Pedaling for Greatest Efficiency

“Just hop on and enjoy the ride” – a mantra I can appreciate.

Throw all concerns to the wind, just get on with it, cut to the heart of a great ride.

But…

If you want to go that little bit further, save that little bit more energy and make your long efforts feel that much easier, then a slight change in riding style is probably called for.

The reality is that any ride is directly affected by how effectively you pedal. When going for distance or going for speed, or anything beyond a quick spin around the block, how fast you pedal has a direct effect on your overall energy usage and power output.

Usually…

People will hop on a  bike and start to pedal at a pace that feels comfortable. And surely being comfortable is a major concern, right?

Or course.

But what we find comfortable is actually more accurately described as “what you’re used to”. Pedaling in the same way as you always have is just falling back on your experience, and chances are that your experience has probably taught you some bad habits.

To break those bad habits you’ll need to bring a bit of science and timing into your pedaling action. So here’s the background information.

What is Cadence?

Cadence is how fast your pedals are turning around while you’re pedaling.

Thanks to the invention of gears you end up turning your legs around at about the same cadence all the time. You adjust the gears to be easier when you are climbing a hill and you adjust them to be harder when you are descending or on a flat.

Low cadences require you to put more pressure on the pedals to maintain the same speed. This puts stress on your muscles for hard strength. Spinning as low as 60 puts most of the strain on these parts of your muscles.

Higher cadences require you to put downward pressure on your muscles but require you legs to turn over very quickly. Racers will typically keep their cadence over 90, while spin at up to 120 during time trials and such speed events.

What Is The Best Cadence?

This article on Cycling Performance suggests that the perfect cadence is somewhere from 85-100 RPM.

It varies depending on the terrain, but a smooth, fast cadence will increase your overall efficiency.

How do you work out your cadence?

Many bike computers/speedometers and fancy bike gadgets work this out for you. They will have a sensor mounted by the crank.

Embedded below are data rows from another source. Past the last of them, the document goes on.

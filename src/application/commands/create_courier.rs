use uuid::Uuid;

use crate::domain::courier::Courier;
use crate::domain::kernel::Location;
use crate::errors::DeliveryError;
use crate::persistence::UnitOfWorkFactory;
use crate::ports::CourierRepository;

#[derive(Debug, Clone)]
pub struct CreateCourierCommand {
    name: String,
    speed: i32,
}

impl CreateCourierCommand {
    pub fn new(name: impl Into<String>, speed: i32) -> Result<Self, DeliveryError> {
        let name = name.into();
        if name.trim().is_empty() {
            return Err(DeliveryError::validation("name", "must not be empty"));
        }
        if speed <= 0 {
            return Err(DeliveryError::validation("speed", "must be greater than zero"));
        }

        Ok(Self { name, speed })
    }

    pub fn name(&self) -> &str {
        &self.name
    }

    pub fn speed(&self) -> i32 {
        self.speed
    }
}

/// Creates a courier at a random grid location, without storage places.
pub struct CreateCourierHandler {
    uow_factory: UnitOfWorkFactory,
}

impl CreateCourierHandler {
    pub fn new(uow_factory: UnitOfWorkFactory) -> Self {
        Self { uow_factory }
    }

    pub async fn handle(&self, command: CreateCourierCommand) -> Result<Uuid, DeliveryError> {
        let mut courier = Courier::new(command.name, command.speed, Location::random())?;

        let mut uow = self.uow_factory.create();
        uow.couriers().add(&mut courier).await?;

        tracing::info!(
            courier_id = %courier.id(),
            name = %courier.name(),
            speed = courier.speed(),
            x = courier.location().x(),
            y = courier.location().y(),
            "🚴 Courier created"
        );

        Ok(courier.id())
    }
}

But if you don’t have one you can get a general idea of how fast you are pedaling.

You’ll need:

  • An easily visible timer (preferably on the handlebar, a watch can be wrapped around the handlebar for this purpose too, if necessary)
  • A clear road (because your focus will not be entirely on the road for up to 15 seconds)
  • You math hat

Counting cadence:

  • 1 revolution = right side pedal movement from bottom position (6 o’clock), all the way around, past 12 o’clock, and back to the 6 o’clock position

Timing (best shown by example):

  • 6 seconds = every stroke from the moment the clock shows :00 to the last moment it shows :05 (stop counting once the clock shows :06)
  • 12 seconds = every stroke from the moment the clock shows :00 to the last moment it shows :11 (stop counting once the clock shows :12)

The process:

  • Start riding
  • Settle into a single gear at a constant speed
  • Start counting pedal strokes when the timer hits :00 (first stroke is the second time the right pedal is at the bottom)
  • Stop counting as soon as the timer hits :06 (or :12)
  • Multiply the result by 10 (or 5) to get your cadence

Because you’re multiplying by 10, it’s important to start and stop counting at the right time.

If your cadence is too low, change to an easier gear (bigger cog at the rear or small chainring at the front). If it’s too high, change to a bigger chainring at the front or a smaller cog at the back.

How Will This Help Anything?

There is a useful test you can do which is outlined at the link above.

The test goes like this:

  • Thorough warm-up (20 minutes, with a few fast efforts)
  • Rest for 5 minutes
  • Pick your usual gears with slower cadence
  • Go flat out for 15 minutes and time it
  • 15 minutes rest
  • Change to an easier gear
  • do 15 minutes hard again

Try the same two days later, with the higher cadence part first and you will be able to feel the difference.